PERSONAL LIFE OF PHARISEES.

SECTION 1.-SOURCE OF CHIEF HAPPINESS.

MAT. VI. 19-24.

The Redeemer has been illustrating the important principle of His kingdom, that God is the all in all of our religious duties, that in all our attempts to serve Him, our supreme anxiety must be to approve ourselves to Him, and to Him alone. And having shewn the necessity of this principle, by a reference to three different acts of service, alms-deeds, prayer, and fasting, He proceeds to lay down the equally important principle that God must be the all in all of the believer's heart. His demand admits of no compromise, "My son, give me thine heart." "He is a jealous God, and will not give his glory to any other." Jesus therefore fixes the attention of His hearers upon those objects which were too liable to engage the desires and feelings of the heart in preference to God,

and warns His hearers against all such spiritual idolatry as offensive in the sight of the Holy One.

Vv. 19 and 20. "Lay not up for yourselves treasures upon earth, where moth and rust doth corrupt, and where thieves break through and steal: But lay up for yourselves treasures in heaven, where neither moth nor rust doth corrupt, and where thieves do not break through nor steal.”

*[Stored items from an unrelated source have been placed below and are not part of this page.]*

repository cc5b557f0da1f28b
use std::sync::Arc;

use chrono::{DateTime, Duration, TimeZone, Utc};
use match_engine::models::{
    CreateMatchRequest, GenderPreference, MatchKind, ProfileUpdate, SkillLevel,
};
use match_engine::services::Dispatcher;
use match_engine::{Actor, FixedClock, MemoryStore, Settings, Workflow};

pub struct Harness {
    pub store: Arc<MemoryStore>,
    pub clock: FixedClock,
    pub wf: Workflow,
    pub dispatcher: Dispatcher,
}

/// 2026-10-19 12:00 UTC.
pub fn start() -> DateTime<Utc> {
    Utc.with_ymd_and_hms(2026, 10, 19, 12, 0, 0).unwrap()
}

pub fn setup() -> Harness {
    let store = Arc::new(MemoryStore::new());
    let clock = FixedClock::new(start());
    let settings = Settings {
        notify_backoff: std::time::Duration::from_millis(1),
        ..Settings::default()
    };
    let (wf, dispatcher) = Workflow::new(store.clone(), Arc::new(clock.clone()), settings);
    Harness {
        store,
        clock,
        wf,
        dispatcher,
    }
}

impl Harness {
    /// Registers a player with a complete profile.
    pub async fn player(&self, id: &str, name: &str) -> Actor {
        self.wf
            .players
            .register(id, &format!("{id}@example.com"), name)
            .await
            .expect("register player");
        let actor = Actor::new(id, name);
        self.wf
            .players
            .update_profile(
                &actor,
                ProfileUpdate {
                    city: Some("Madrid".into()),
                    skill_level: Some("intermediate".into()),
                    ..Default::default()
                },
            )
            .await
            .expect("complete profile");
        actor
    }

    /// Creates a doubles match `hours_ahead` from the harness start.
    #[allow(dead_code)]
    pub async fn open_match(
        &self,
        creator: &Actor,
        players_needed: u32,
        hours_ahead: i64,
    ) -> String {
        let at = start() + Duration::hours(hours_ahead);
        self.wf
            .matches
            .create(creator, match_request(at, players_needed))
            .await
            .expect("create match")
            .inner
            .id
    }
}

pub fn match_request(at: DateTime<Utc>, players_needed: u32) -> CreateMatchRequest {
    CreateMatchRequest {
        date: at.format("%Y-%m-%d").to_string(),
        time: at.format("%H:%M").to_string(),
        location: "Club Central".into(),
        players_needed,
        skill_preference: SkillLevel::Any,
        gender_preference: GenderPreference::Any,
        kind: MatchKind::Doubles,
        invite_player_id: None,
    }
}
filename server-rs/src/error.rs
use axum::{
    http::{header, StatusCode},
    response::{IntoResponse, Response},
    Json,
};
use match_engine::{IdentityError, StoreError, WorkflowError};
use serde_json::json;

#[derive(Debug, thiserror::Error)]
pub enum AppError {
    #[error("Bad request: {0}")]
    BadRequest(String),

    #[error("Unauthorized: {0}")]
    Unauthorized(String),

    #[error("Forbidden: {0}")]
    Forbidden(String),

    #[error("Not found: {0}")]
    NotFound(String),

    #[error("Conflict: {0}")]
    Conflict(String),

    #[error("Rate limited, retry in {retry_after}s")]
    RateLimited { retry_after: u64 },

    #[error("Store error: {0}")]
    Store(#[from] StoreError),

    #[error("JWT error: {0}")]
    Jwt(#[from] jsonwebtoken::errors::Error),

    #[error("Internal error: {0}")]
    Internal(String),
}

impl From<WorkflowError> for AppError {
    fn from(e: WorkflowError) -> Self {
        match e {
            WorkflowError::Validation(msg) => AppError::BadRequest(msg),
            WorkflowError::NotParticipant => AppError::BadRequest(e.to_string()),
            WorkflowError::DuplicateInvitation
            | WorkflowError::DuplicateRequest
            | WorkflowError::AlreadyParticipant
            | WorkflowError::MatchFull
            | WorkflowError::InvalidState(_)
            | WorkflowError::Conflict(_) => AppError::Conflict(e.to_string()),
            WorkflowError::NotFound(_) => AppError::NotFound(e.to_string()),
            WorkflowError::Forbidden(msg) => AppError::Forbidden(msg),
            WorkflowError::Store(inner) => AppError::Store(inner),
        }
    }
}

impl From<IdentityError> for AppError {
    fn from(e: IdentityError) -> Self {
        match e {
            IdentityError::InvalidCredentials | IdentityError::InvalidToken => {
                AppError::Unauthorized(e.to_string())
            }
            IdentityError::EmailTaken => AppError::Conflict(e.to_string()),
            IdentityError::Invalid(msg) => AppError::BadRequest(msg),
            IdentityError::Backend(msg) => AppError::Internal(msg),
        }
    }
}

impl IntoResponse for AppError {
    fn into_response(self) -> Response {
        if let AppError::RateLimited { retry_after } = self {
            let body = json!({ "error": "Too many requests" });
            return (
                StatusCode::TOO_MANY_REQUESTS,
                [(header::RETRY_AFTER, retry_after.to_string())],
                Json(body),
            )
                .into_response();
        }

        let (status, message) = match &self {
            AppError::BadRequest(msg) => (StatusCode::BAD_REQUEST, msg.clone()),
            AppError::Unauthorized(msg) => (StatusCode::UNAUTHORIZED, msg.clone()),
            AppError::Forbidden(msg) => (StatusCode::FORBIDDEN, msg.clone()),
            AppError::NotFound(msg) => (StatusCode::NOT_FOUND, msg.clone()),
            AppError::Conflict(msg) => (StatusCode::CONFLICT, msg.clone()),
            AppError::RateLimited { .. } => (
                StatusCode::TOO_MANY_REQUESTS,
                "Too many requests".to_string(),
            ),
            AppError::Store(e) => {
                tracing::error!("Store error: {e}");
                (
                    StatusCode::INTERNAL_SERVER_ERROR,
                    "Internal server error".to_string(),
                )
            }
            AppError::Jwt(_) => (StatusCode::UNAUTHORIZED, "Invalid token".to_string()),
            AppError::Internal(msg) => {
                tracing::error!("Internal error: {msg}");
                (
                    StatusCode::INTERNAL_SERVER_ERROR,
                    "Internal server error".to_string(),
                )
            }
        };

        let body = json!({ "error": message });
        (status, Json(body)).into_response()
    }
}

pub type AppResult<T> = Result<T, AppError>;
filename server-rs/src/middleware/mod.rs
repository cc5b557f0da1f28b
pub mod admin;
pub mod auth;
pub mod rate_limit;

pub use admin::*;
pub use auth::*;
pub use rate_limit::*;
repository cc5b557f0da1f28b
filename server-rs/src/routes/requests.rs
use axum::{
    extract::{Path, State},
    http::StatusCode,
    Json,
};
use match_engine::models::AcceptRequestBody;
use serde_json::{json, Value};

use crate::error::AppResult;
use crate::middleware::auth::AuthPlayer;
use crate::AppState;

pub async fn send_request(
    State(state): State<AppState>,
    player: axum::Extension<AuthPlayer>,
    Path(match_id): Path<String>,
) -> AppResult<(StatusCode, Json<Value>)> {
    let request = state
        .workflow
        .requests
        .request(&match_id, &player.actor())
        .await?;
    Ok((StatusCode::CREATED, Json(json!({ "request": request }))))
}

pub async fn cancel_request(
    State(state): State<AppState>,
    player: axum::Extension<AuthPlayer>,
    Path(match_id): Path<String>,
) -> AppResult<Json<Value>> {
    let cancelled = state
        .workflow
        .requests
        .cancel(&match_id, &player.actor())
        .await?;
    Ok(Json(json!({ "cancelled": cancelled })))
}

pub async fn incoming_requests(
    State(state): State<AppState>,
    player: axum::Extension<AuthPlayer>,
) -> AppResult<Json<Value>> {
    let requests = state.workflow.requests.incoming(&player.actor()).await?;
    Ok(Json(json!({ "requests": requests })))
}

pub async fn outgoing_requests(
    State(state): State<AppState>,
    player: axum::Extension<AuthPlayer>,
) -> AppResult<Json<Value>> {
    let requests = state.workflow.requests.outgoing(&player.actor()).await?;
    Ok(Json(json!({ "requests": requests })))
}

pub async fn accept_request(
    State(state): State<AppState>,
    player: axum::Extension<AuthPlayer>,
    Path(id): Path<String>,
    Json(body): Json<AcceptRequestBody>,
) -> AppResult<Json<Value>> {
    let request = state
        .workflow
        .requests
        .accept(&id, &body.match_id, &body.requester_id, &player.actor())
        .await?;
    Ok(Json(json!({ "request": request })))
}

pub async fn reject_request(
    State(state): State<AppState>,
    player: axum::Extension<AuthPlayer>,
    Path(id): Path<String>,
) -> AppResult<Json<Value>> {
    let request = state.workflow.requests.reject(&id, &player.actor()).await?;
    Ok(Json(json!({ "request": request })))
}
//! Make sure a target subnet exists in the inventory and learn its id.

use std::sync::Arc;

use tokio_util::sync::CancellationToken;

use netledger_core::{InventoryClient, InventoryError, Subnet, SubnetTarget};

use crate::error::{DiscoverError, ProvisionError};
use crate::report::ProvisionOutcome;
use crate::retry::RetryPolicy;

/// A target resolved to its inventory subnet.
#[derive(Debug, Clone, PartialEq, Eq)]
pub struct Provisioned {
    pub subnet: Subnet,
    pub outcome: ProvisionOutcome,
}

/// Creates subnets on first sight and resolves their ids afterwards.
pub struct SubnetProvisioner {
    inventory: Arc<dyn InventoryClient>,
    retry: RetryPolicy,
}

impl SubnetProvisioner {
    pub fn new(inventory: Arc<dyn InventoryClient>, retry: RetryPolicy) -> Self {
        Self { inventory, retry }
    }

    /// Idempotent: the first call creates the subnet, later calls hit the
    /// inventory's duplicate check and resolve the existing one.
    pub async fn ensure(
        &self,
        target: &SubnetTarget,
        cancel: &CancellationToken,
    ) -> Result<Provisioned, ProvisionError> {
        let inventory = self.inventory.as_ref();
        let created = self
            .retry
            .run("create_subnet", cancel, move || async move {
                inventory
                    .create_subnet(target)
                    .await
                    .map_err(DiscoverError::from)
            })
            .await;

        match created {
            Ok(subnet) => Ok(Provisioned {
                subnet,
                outcome: ProvisionOutcome::Created,
            }),
            Err(DiscoverError::Inventory(InventoryError::Conflict(message))) => {
                tracing::info!(cidr = %target, message = %message, "Subnet already exists");
                match self.lookup(target, cancel).await? {
                    Some(subnet) => Ok(Provisioned {
                        subnet,
                        outcome: ProvisionOutcome::AlreadyExists,
                    }),
                    None => Err(ProvisionError::Missing {
                        cidr: target.cidr(),
                    }),
                }
            }
            Err(DiscoverError::Cancelled) => Err(ProvisionError::Cancelled),
            Err(e) => {
                tracing::warn!(
                    cidr = %target,
                    error = %e,
                    "Subnet creation failed, checking inventory"
                );
                match self.lookup(target, cancel).await {
                    Ok(Some(subnet)) => Ok(Provisioned {
                        subnet,
                        outcome: ProvisionOutcome::Recovered,
                    }),
                    Err(ProvisionError::Cancelled) => Err(ProvisionError::Cancelled),
                    _ => Err(ProvisionError::Create {
                        cidr: target.cidr(),
                        source: e,
                    }),
                }
            }
        }
    }

    /// Find the subnet matching `target` by network and prefix length.
    pub async fn lookup(
        &self,
        target: &SubnetTarget,
        cancel: &CancellationToken,
    ) -> Result<Option<Subnet>, ProvisionError> {
        let inventory = self.inventory.as_ref();
        let subnets = self
            .retry
            .run("list_subnets", cancel, move || async move {
                inventory.list_subnets().await.map_err(DiscoverError::from)
            })
            .await
            .map_err(|e| match e {
                DiscoverError::Cancelled => ProvisionError::Cancelled,
                source => ProvisionError::Lookup {
                    cidr: target.cidr(),
                    source,
                },
            })?;

        Ok(subnets.into_iter().find(|s| s.matches(target)))
    }
}

#[cfg(test)]
mod tests {
    use std::net::Ipv4Addr;
    use std::sync::atomic::{AtomicU32, Ordering};
    use std::sync::Mutex;

    use async_trait::async_trait;

    use netledger_core::{AddressPatch, InventoryAddress, InventoryId, NewAddress, RetryConfig};

    use super::*;

    /// Inventory holding subnets only; creation can be made to fail.
    #[derive(Default)]
    struct SubnetStore {
        subnets: Mutex<Vec<Subnet>>,
        create_error: Mutex<Option<InventoryError>>,
        list_error: Mutex<Option<InventoryError>>,
        creates: AtomicU32,
        lists: AtomicU32,
    }

    #[async_trait]
    impl InventoryClient for SubnetStore {
        async fn list_subnets(&self) -> Result<Vec<Subnet>, InventoryError> {
            self.lists.fetch_add(1, Ordering::SeqCst);
            if let Some(e) = self.list_error.lock().unwrap().clone() {
                return Err(e);
            }
            Ok(self.subnets.lock().unwrap().clone())
        }

        async fn create_subnet(&self, target: &SubnetTarget) -> Result<Subnet, InventoryError> {
            self.creates.fetch_add(1, Ordering::SeqCst);
            if let Some(e) = self.create_error.lock().unwrap().clone() {
                return Err(e);
            }
            let mut subnets = self.subnets.lock().unwrap();
            if subnets.iter().any(|s| s.matches(target)) {
                return Err(InventoryError::Conflict("Subnet already exists".into()));
            }
            let subnet = Subnet {
                id: InventoryId::new((subnets.len() + 10).to_string()),
                network: target.network(),
                prefix_len: target.prefix_len(),
                label: target.label().to_string(),
            };
            subnets.push(subnet.clone());
            Ok(subnet)
        }

        async fn find_address(
            &self,
            _ip: Ipv4Addr,
        ) -> Result<Option<InventoryAddress>, InventoryError> {
            Ok(None)
        }

        async fn create_address(
            &self,
            _new: &NewAddress,
        ) -> Result<InventoryAddress, InventoryError> {
            Err(InventoryError::Rejected {
                status: 501,
                message: "not supported".into(),
            })
        }

        async fn update_address(
            &self,
            _id: &InventoryId,
            _patch: &AddressPatch,
        ) -> Result<(), InventoryError> {
            Ok(())
        }
    }

    fn provisioner(store: Arc<SubnetStore>) -> SubnetProvisioner {
        let retry = RetryPolicy::new(&RetryConfig {
            max_attempts: 2,
            initial_backoff_ms: 1,
            max_backoff_ms: 2,
        });
        SubnetProvisioner::new(store, retry)
    }

    fn target() -> SubnetTarget {
        SubnetTarget::parse_cidr("192.168.1.0/24", Some("New Subnet 1")).unwrap()
    }

    #[tokio::test]
    async fn test_create_then_conflict_resolves_same_id() {
        let store = Arc::new(SubnetStore::default());
        let p = provisioner(store.clone());
        let cancel = CancellationToken::new();

        let first = p.ensure(&target(), &cancel).await.unwrap();
        assert_eq!(first.outcome, ProvisionOutcome::Created);

        let second = p.ensure(&target(), &cancel).await.unwrap();
        assert_eq!(second.outcome, ProvisionOutcome::AlreadyExists);
        assert_eq!(first.subnet.id, second.subnet.id);
        assert_eq!(store.subnets.lock().unwrap().len(), 1);
    }

    #[tokio::test]
    async fn test_conflict_without_match_is_missing() {
        let store = Arc::new(SubnetStore::default());
        let conflict = InventoryError::Conflict("overlaps".into());
        *store.create_error.lock().unwrap() = Some(conflict);
        let p = provisioner(store);

        let cancel = CancellationToken::new();
        let err = p.ensure(&target(), &cancel).await.unwrap_err();
        assert!(matches!(err, ProvisionError::Missing { .. }));
    }

    #[tokio::test]
    async fn test_other_failure_recovered_by_lookup() {
        let store = Arc::new(SubnetStore::default());
        store.subnets.lock().unwrap().push(Subnet {
            id: InventoryId::new("7"),
            network: Ipv4Addr::new(192, 168, 1, 0),
            prefix_len: 24,
            label: "existing".into(),
        });
        *store.create_error.lock().unwrap() = Some(InventoryError::Rejected {
            status: 400,
            message: "Subnet overlaps".into(),
        });
        let p = provisioner(store.clone());

        let cancel = CancellationToken::new();
        let got = p.ensure(&target(), &cancel).await.unwrap();
        assert_eq!(got.outcome, ProvisionOutcome::Recovered);
        assert_eq!(got.subnet.id.as_str(), "7");
        assert_eq!(store.creates.load(Ordering::SeqCst), 1);
    }

    #[tokio::test]
    async fn test_transient_create_failure_retried_then_reported() {
        let store = Arc::new(SubnetStore::default());
        let refused = InventoryError::Transport("refused".into());
        *store.create_error.lock().unwrap() = Some(refused);
        let p = provisioner(store.clone());

        let cancel = CancellationToken::new();
        let err = p.ensure(&target(), &cancel).await.unwrap_err();
        assert!(matches!(err, ProvisionError::Create { .. }));
        assert_eq!(store.creates.load(Ordering::SeqCst), 2);
        assert_eq!(store.lists.load(Ordering::SeqCst), 1);
    }

    #[tokio::test]
    async fn test_lookup_failure_after_conflict() {
        let store = Arc::new(SubnetStore::default());
        *store.create_error.lock().unwrap() = Some(InventoryError::Conflict("exists".into()));
        *store.list_error.lock().unwrap() = Some(InventoryError::Rejected {
            status: 403,
            message: "forbidden".into(),
        });
        let p = provisioner(store);

        let cancel = CancellationToken::new();
        let err = p.ensure(&target(), &cancel).await.unwrap_err();
        assert!(matches!(err, ProvisionError::Lookup { .. }));
    }

    #[tokio::test]
    async fn test_cancelled() {
        let cancel = CancellationToken::new();
        cancel.cancel();
        let p = provisioner(Arc::new(SubnetStore::default()));
        let err = p.ensure(&target(), &cancel).await.unwrap_err();
        assert!(matches!(err, ProvisionError::Cancelled));
    }
}
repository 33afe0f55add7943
//! Parser for nmap's normal (human-readable) output.
//!
//! Host discovery runs print one block per live host:
//!
//! ```text
//! Nmap scan report for printer.lan (192.168.1.20)
//! Host is up (0.0031s latency).
//! MAC Address: 3C:2A:F4:11:22:33 (Brother Industries)
//! ```
//!
//! The parser walks the lines once, keeping a single context for the host
//! block it is inside. A host is emitted the moment both its address and
//! MAC are known; the context is then cleared so nothing carries over into
//! the next block.

use std::net::Ipv4Addr;

use chrono::{DateTime, Utc};
use once_cell::sync::Lazy;
use regex::Regex;

use netledger_core::DiscoveredHost;

use crate::config::IncompleteHostPolicy;
use crate::error::{DiscoverError, Result};

static REPORT_LINE: Lazy<Regex> =
    Lazy::new(|| Regex::new(r"Nmap scan report for (.+)").expect("valid regex"));

static PAREN_IPV4: Lazy<Regex> = Lazy::new(|| {
    Regex::new(r"\((\d{1,3}\.\d{1,3}\.\d{1,3}\.\d{1,3})\)").expect("valid regex")
});

static MAC_LINE: Lazy<Regex> = Lazy::new(|| {
    Regex::new(r"MAC Address:\s*([0-9A-Fa-f]{2}(?::[0-9A-Fa-f]{2}){5})(?:\s+\((.+)\))?")
        .expect("valid regex")
});

static MANUFACTURER_LINE: Lazy<Regex> =
    Lazy::new(|| Regex::new(r"Manufacturer:\s*(.+)").expect("valid regex"));

static BANNER_LINE: Lazy<Regex> =
    Lazy::new(|| Regex::new(r"^\s*(Starting Nmap|Nmap done)").expect("valid regex"));

/// Hosts pulled out of one scan's output.
#[derive(Debug, Clone, Default, PartialEq, Eq)]
pub struct ParsedScan {
    /// Hosts ready to apply, in output order.
    pub hosts: Vec<DiscoveredHost>,
    /// Live hosts that never showed a MAC address and were left out.
    pub dropped: Vec<Ipv4Addr>,
}

/// Fields observed so far for the host block being read.
#[derive(Debug, Default)]
struct ParseContext {
    address: Option<Ipv4Addr>,
    hostname: Option<String>,
    mac: Option<String>,
    vendor: Option<String>,
}

impl ParseContext {
    /// Begin a block from the text after "Nmap scan report for".
    fn start(target: &str) -> Self {
        let target = target.trim();
        let (address, hostname) = match PAREN_IPV4.captures(target) {
            Some(caps) => {
                let ip = caps[1].parse().ok();
                let name = target.replace(&caps[0], "").trim().to_string();
                (ip, Some(name))
            }
            None => (target.parse().ok(), None),
        };

        Self {
            address,
            hostname: hostname.filter(|h| !h.is_empty()),
            mac: None,
            vendor: None,
        }
    }

    fn is_complete(&self) -> bool {
        self.address.is_some() && self.mac.is_some()
    }

    /// Turn the context into a host and reset it.
    fn take(&mut self, observed_at: DateTime<Utc>) -> Option<DiscoveredHost> {
        let ctx = std::mem::take(self);
        Some(DiscoveredHost {
            address: ctx.address?,
            hostname: ctx.hostname,
            mac_address: ctx.mac,
            vendor: ctx.vendor,
            observed_at,
        })
    }
}

/// Line-oriented nmap output parser.
#[derive(Debug, Clone, Copy, Default)]
pub struct ScanOutputParser {
    policy: IncompleteHostPolicy,
}

impl ScanOutputParser {
    pub fn new(policy: IncompleteHostPolicy) -> Self {
        Self { policy }
    }

    /// Parse raw nmap output. Every emitted host carries `observed_at`.
    ///
    /// Unrelated lines are skipped. Output that is non-blank yet contains
    /// no nmap line at all is reported as malformed.
    pub fn parse(&self, raw: &str, observed_at: DateTime<Utc>) -> Result<ParsedScan> {
        let mut parsed = ParsedScan::default();
        let mut ctx = ParseContext::default();
        let mut recognized = false;

        for line in raw.lines() {
            if let Some(caps) = REPORT_LINE.captures(line) {
                recognized = true;
                self.close_block(&mut ctx, &mut parsed, observed_at);
                ctx = ParseContext::start(&caps[1]);
            } else if let Some(caps) = MAC_LINE.captures(line) {
                ctx.mac = Some(caps[1].to_ascii_uppercase());
                if ctx.vendor.is_none() {
                    ctx.vendor = caps
                        .get(2)
                        .map(|m| m.as_str().trim())
                        .filter(|v| !v.is_empty() && !v.eq_ignore_ascii_case("unknown"))
                        .map(String::from);
                }
            } else if let Some(caps) = MANUFACTURER_LINE.captures(line) {
                let vendor = caps[1].trim();
                if !vendor.is_empty() {
                    ctx.vendor = Some(vendor.to_string());
                }
            } else if BANNER_LINE.is_match(line) {
                recognized = true;
            }

            if ctx.is_complete() {
                parsed.hosts.extend(ctx.take(observed_at));
            }
        }
        self.close_block(&mut ctx, &mut parsed, observed_at);

        if !recognized && !raw.trim().is_empty() {
            let first = raw.lines().find(|l| !l.trim().is_empty()).unwrap_or_default();
            return Err(DiscoverError::MalformedOutput(
                first.chars().take(200).collect(),
            ));
        }

        Ok(parsed)
    }

    /// A block ends without ever seeing a MAC: apply the policy.
    fn close_block(
        &self,
        ctx: &mut ParseContext,
        parsed: &mut ParsedScan,
        observed_at: DateTime<Utc>,
    ) {
        let Some(address) = ctx.address else {
            *ctx = ParseContext::default();
            return;
        };

        match self.policy {
            IncompleteHostPolicy::Drop => {
                tracing::debug!(ip = %address, "Host reported without MAC, dropping");
                parsed.dropped.push(address);
                *ctx = ParseContext::default();
            }
            IncompleteHostPolicy::Record => {
                parsed.hosts.extend(ctx.take(observed_at));
            }
        }
    }
}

The desire of amassing wealth of one kind or another is a strong principle in the unrenewed mind. It is not necessary that the treasure be always of silver and gold, though an apostle warns us that the love of money is the root of all evil; which, while some coveted after, they have erred from the faith, and pierced themselves through with many sorrows." The treasures to which our Lord refers in the passage before us include all those objects on which the heart of man is wont to pride itself. We must not for a moment imagine that the Redeemer is here forbidding His people to make any provision for the future comfort of themselves and their families. His design is of a higher nature. He uses the word treasure to denote that which chiefly occupies the thoughts and engages the heart. And accordingly He follows up His exhortation by setting forth the reason:

V. 21. "For where your treasure is, there will your heart be also."